Newsletter Droit fiscal – Juin 2021

Quelles sont les conséquences fiscales du Brexit ?

Le 1er janvier 2021 a marqué la fin de la période de transition (1er février – 31 décembre 2020) au cours de laquelle le droit de l’Union Européenne continuait de s’appliquer au Royaume-Uni.

Un accord de commerce et de coopération signé le 30 décembre 2020 et approuvé par le Parlement britannique est entré en application le 1er janvier 2021.

Depuis cette date, le Royaume-Uni est considéré comme un pays tiers à l’Union Européenne.

Cette sortie de l’Union Européenne n’est pas sans conséquence sur le plan fiscal comme nous l’avons déjà exposé dans l’article « Quelles seraient les conséquences fiscales d’un Brexit dur au 31 octobre 2019 ? »

Le 11 mars 2021, l’administration fiscale a publié au Bofip ses commentaires relatifs aux conséquences fiscales du Brexit.

Les principales incidences fiscales pour les entreprises françaises et britanniques sont les suivantes :

  • TVA 

Le Royaume-Uni est désormais considéré comme un pays tiers. Par conséquent, les ventes de biens et de services en provenance ou à destination du Royaume Uni sont considérées comme des importations et exportations, et non comme des livraisons et des acquisitions intracommunautaires. Ce type de transactions nécessite le dépôt de déclarations spécifiques auprès de l’administration des douanes et droits indirects au moment de l’importation ou de l’exportation des biens. Les mentions sur les factures se trouvent également modifiées.

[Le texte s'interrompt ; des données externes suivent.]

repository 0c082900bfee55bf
//! Study-guide types produced by the AI layer.
//!
//! Field names follow the external JSON contract the generative model is
//! prompted to emit (`quizQuestions`, `correctAnswer`), so these types
//! deserialize the model output directly and serialize back out to API
//! clients unchanged.

use serde::{Deserialize, Serialize};

/// A single flashcard: prompt on the front, answer on the back.
#[derive(Debug, Clone, PartialEq, Eq, Serialize, Deserialize)]
pub struct Flashcard {
    pub front: String,
    pub back: String,
}

/// A multiple-choice quiz question.
#[derive(Debug, Clone, PartialEq, Eq, Serialize, Deserialize)]
pub struct QuizQuestion {
    pub question: String,
    pub options: Vec<String>,
    #[serde(rename = "correctAnswer")]
    pub correct_answer: String,
}

/// AI-generated study bundle for a topic: overview, flashcards, and quiz.
#[derive(Debug, Clone, PartialEq, Eq, Serialize, Deserialize)]
pub struct StudyGuide {
    pub summary: String,
    #[serde(default)]
    pub flashcards: Vec<Flashcard>,
    #[serde(rename = "quizQuestions", default)]
    pub quiz_questions: Vec<QuizQuestion>,
}

impl StudyGuide {
    /// Check the guide against the expected shape.
    ///
    /// Model output that parses as JSON but is missing the substance of a
    /// study guide is rejected here rather than passed downstream.
    pub fn validate(&self) -> Result<(), StudyGuideError> {
        if self.summary.trim().is_empty() {
            return Err(StudyGuideError::EmptySummary);
        }
        if self.flashcards.is_empty() {
            return Err(StudyGuideError::NoFlashcards);
        }
        if self.quiz_questions.is_empty() {
            return Err(StudyGuideError::NoQuizQuestions);
        }
        Ok(())
    }
}

/// Shape violations in a parsed study guide.
#[derive(Debug, Clone, PartialEq, Eq, thiserror::Error)]
pub enum StudyGuideError {
    #[error("study guide summary is empty")]
    EmptySummary,

    #[error("study guide has no flashcards")]
    NoFlashcards,

    #[error("study guide has no quiz questions")]
    NoQuizQuestions,
}
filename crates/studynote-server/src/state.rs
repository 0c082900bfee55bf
//! Application state shared across handlers.

use std::sync::Arc;

use studynote_ai::GeminiClient;
use studynote_cache::NoteService;

use crate::config::ServerConfig;
use crate::events::NoteEventBroadcaster;

/// Application state shared across all handlers.
///
/// This is cloneable and can be extracted in handlers using `State<AppState>`.
#[derive(Clone)]
pub struct AppState {
    /// Cached note service (store behind an in-process cache).
    notes: NoteService,
    /// Server configuration.
    config: Arc<ServerConfig>,
    /// AI client for summaries and study guides.
    ai: Arc<GeminiClient>,
    /// Event broadcaster for SSE notifications.
    broadcaster: Arc<NoteEventBroadcaster>,
}

impl AppState {
    /// Create new application state.
    pub fn new(notes: NoteService, config: ServerConfig, ai: GeminiClient) -> Self {
        Self {
            notes,
            config: Arc::new(config),
            ai: Arc::new(ai),
            broadcaster: Arc::new(NoteEventBroadcaster::new()),
        }
    }

    /// Get a reference to the note service.
    pub fn notes(&self) -> &NoteService {
        &self.notes
    }

    /// Get a reference to the server configuration.
    pub fn config(&self) -> &ServerConfig {
        &self.config
    }

    /// Get a reference to the AI client.
    pub fn ai(&self) -> &GeminiClient {
        &self.ai
    }

    /// Get a reference to the event broadcaster.
    pub fn broadcaster(&self) -> &Arc<NoteEventBroadcaster> {
        &self.broadcaster
    }
}

impl std::fmt::Debug for AppState {
    fn fmt(&self, f: &mut std::fmt::Formatter<'_>) -> std::fmt::Result {
        f.debug_struct("AppState")
            .field("config", &self.config)
            .finish_non_exhaustive()
    }
}
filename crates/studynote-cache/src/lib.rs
//! studynote-cache: note cache and synchronization layer
//!
//! This crate is the consistency core of the service. It provides:
//!
//! - [`NoteCache`]: an explicit keyed store of query results (one list slot
//!   per user, one detail slot per note) with a
//!   `Fresh -> Stale -> Refetching -> Fresh` lifecycle per slot
//! - [`NoteService`]: the note actions (list, get, create, update, delete,
//!   save_summary) layered over the cache and the database store, applying
//!   each successful mutation to every affected slot synchronously instead
//!   of refetching
//!
//! The delete path is optimistic: the note is removed from list slots
//! before the store confirms, with enough information recorded (the note
//! and its position) to reverse the removal if the store call fails.
//!
//! Concurrency model: slots are guarded by `RwLock`; writes from one
//! mutation are applied atomically relative to readers. There is no
//! cross-mutation ordering guarantee - the later-completing mutation wins.

pub mod cache;
pub mod error;
pub mod service;

pub use cache::{CacheStatus, NoteCache, PendingRemoval};
pub use error::{ActionError, ActionResult};
pub use service::NoteService;

// Re-export dependent crates
pub use studynote_core;
pub use studynote_store;
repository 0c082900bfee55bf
//! Request ID middleware for tracing requests.

use axum::{extract::Request, middleware::Next, response::Response};
use http::HeaderValue;
use tower_http::request_id::{MakeRequestId, RequestId};
use uuid::Uuid;

/// Header name for request ID.
pub const REQUEST_ID_HEADER: &str = "x-request-id";

/// Generate UUID-based request IDs.
#[derive(Clone, Copy, Debug, Default)]
pub struct MakeRequestUuid;

impl MakeRequestId for MakeRequestUuid {
    fn make_request_id<B>(&mut self, _request: &http::Request<B>) -> Option<RequestId> {
        let id = Uuid::new_v4().to_string();
        HeaderValue::from_str(&id).ok().map(RequestId::new)
    }
}

/// Tower layer for request ID generation.
pub type RequestIdLayer = tower_http::request_id::SetRequestIdLayer<MakeRequestUuid>;

/// Create a new request ID layer.
pub fn request_id_layer() -> RequestIdLayer {
    tower_http::request_id::SetRequestIdLayer::new(
        http::HeaderName::from_static(REQUEST_ID_HEADER),
        MakeRequestUuid,
    )
}

/// Middleware that propagates request ID to response headers.
pub async fn propagate_request_id(request: Request, next: Next) -> Response {
    let request_id = request.headers().get(REQUEST_ID_HEADER).cloned();

    let mut response = next.run(request).await;

    if let Some(id) = request_id {
        response.headers_mut().insert(REQUEST_ID_HEADER, id);
    }

    response
}

#[cfg(test)]
mod tests {
    use super::*;

    #[test]
    fn make_request_id_produces_uuid() {
        let mut maker = MakeRequestUuid;
        let request = http::Request::new(());
        let id = maker.make_request_id(&request).unwrap();
        let value = id.header_value().to_str().unwrap();
        assert!(Uuid::parse_str(value).is_ok());
    }
}
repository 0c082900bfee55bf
//! HTTP middleware.

pub mod request_id;
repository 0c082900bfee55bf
//! studynote-core: Core types and validation for the studynote service
//!
//! This crate provides:
//! - Note and user identifier newtypes
//! - The `Note` domain type with its input forms (`NoteDraft`, `NotePatch`)
//! - Field validation (`ValidationError`)
//! - Study-guide types returned by the AI layer
//!
//! All types derive `Debug`, `Clone`, `Serialize`, and `Deserialize` for
//! inspection, copying, and JSON serialization.

pub mod study;
pub mod types;

pub use study::{Flashcard, QuizQuestion, StudyGuide, StudyGuideError};
pub use types::{
    MAX_TITLE_CHARS, Note, NoteDraft, NoteId, NotePatch, UserId, ValidationError,
};
//! Server-Sent Events (SSE) endpoint for real-time note notifications.
//!
//! Endpoint: GET /api/events
//!
//! The stream is scoped to the authenticated user. Events:
//!
//! - `note`: a note was created, updated, deleted, or summarized
//! - `heartbeat`: sent every 30 seconds to keep the connection alive
//! - `catchup`: sent when the client falls behind; the client should
//!   refetch its note list
//!
//! ```text
//! event: note
//! data: {"type":"note","note_id":"...","operation":"created","timestamp":"..."}
//!
//! event: heartbeat
//! data: {"type":"heartbeat","timestamp":"..."}
//! ```

use std::convert::Infallible;
use std::time::Duration;

use axum::{
    Router,
    extract::State,
    response::sse::{Event, KeepAlive, Sse},
    routing::get,
};
use chrono::Utc;
use futures::stream::{self, Stream};
use tokio::sync::broadcast::error::RecvError;

use crate::auth::AuthenticatedUser;
use crate::error::ApiError;
use crate::events::{CatchupEvent, HEARTBEAT_INTERVAL_SECS, HeartbeatEvent, NoteEvent};
use crate::state::AppState;

/// GET /api/events - Subscribe to real-time note events for the caller.
///
/// If a client falls behind (channel buffer overflows), a `catchup` event
/// is sent indicating how many events were missed. The client should then
/// refetch its note list.
async fn subscribe_events(
    State(state): State<AppState>,
    user: AuthenticatedUser,
) -> Result<Sse<impl Stream<Item = Result<Event, Infallible>>>, ApiError> {
    let broadcaster = state.broadcaster();
    let receiver = broadcaster.subscribe(user.user_id).await;

    tracing::info!(user_id = %user.user_id, "Client subscribed to SSE events");

    let user_id = user.user_id;
    let stream = stream::unfold(receiver, move |mut rx| async move {
        loop {
            match rx.recv().await {
                Ok(event) => {
                    let event_type = match &event {
                        NoteEvent::Note(_) => "note",
                        NoteEvent::Heartbeat(_) => "heartbeat",
                        NoteEvent::Catchup(_) => "catchup",
                    };

                    match serde_json::to_string(&event) {
                        Ok(data) => {
                            let sse_event = Event::default().event(event_type).data(data);
                            return Some((Ok(sse_event), rx));
                        }
                        Err(e) => {
                            tracing::error!(error = %e, "Failed to serialize event");
                            continue;
                        }
                    }
                }
                Err(RecvError::Lagged(count)) => {
                    // Client fell behind - tell it to refetch
                    tracing::warn!(
                        user_id = %user_id,
                        events_missed = count,
                        "SSE client lagged, sending catchup event"
                    );

                    let catchup = NoteEvent::Catchup(CatchupEvent {
                        events_missed: count,
                        timestamp: Utc::now(),
                    });

                    match serde_json::to_string(&catchup) {
                        Ok(data) => {
                            let sse_event = Event::default().event("catchup").data(data);
                            return Some((Ok(sse_event), rx));
                        }
                        Err(e) => {
                            tracing::error!(error = %e, "Failed to serialize catchup event");
                            continue;
                        }
                    }
                }
                Err(RecvError::Closed) => {
                    tracing::debug!(user_id = %user_id, "Event channel closed, ending SSE stream");
                    return None;
                }
            }
        }
    });

    let keep_alive = KeepAlive::new()
        .interval(Duration::from_secs(HEARTBEAT_INTERVAL_SECS))
        .event(
            Event::default().event("heartbeat").data(
                serde_json::to_string(&NoteEvent::Heartbeat(HeartbeatEvent {
                    timestamp: Utc::now(),
                }))
                .unwrap_or_else(|_| r#"{"type":"heartbeat","timestamp":"unknown"}"#.to_string()),
            ),
        );

    Ok(Sse::new(stream).keep_alive(keep_alive))
}

/// Build SSE event routes.
pub fn routes() -> Router<AppState> {
    Router::new().route("/api/events", get(subscribe_events))
}

#[cfg(test)]
mod tests {
    use super::*;

    #[test]
    fn test_heartbeat_interval() {
        assert_eq!(HEARTBEAT_INTERVAL_SECS, 30);
    }
}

Les marchandises expédiées ou transportées à destination du Royaume-Uni sont exonérées de TVA.

Les entreprises important et exportant des marchandises du Royaume-Uni doivent obtenir un EORI (Economic Operator Registration and Identification) et s’immatriculer suivant les règles britanniques.

Les entreprises françaises qui ne réalisent pas d’opération imposable au Royaume-Uni peuvent solliciter un remboursement de la TVA auprès de l’administration fiscale britannique selon les règles fiscales locales.

La plateforme du mini-guichet (MOSS) n’est plus applicable depuis le 31 décembre 2020.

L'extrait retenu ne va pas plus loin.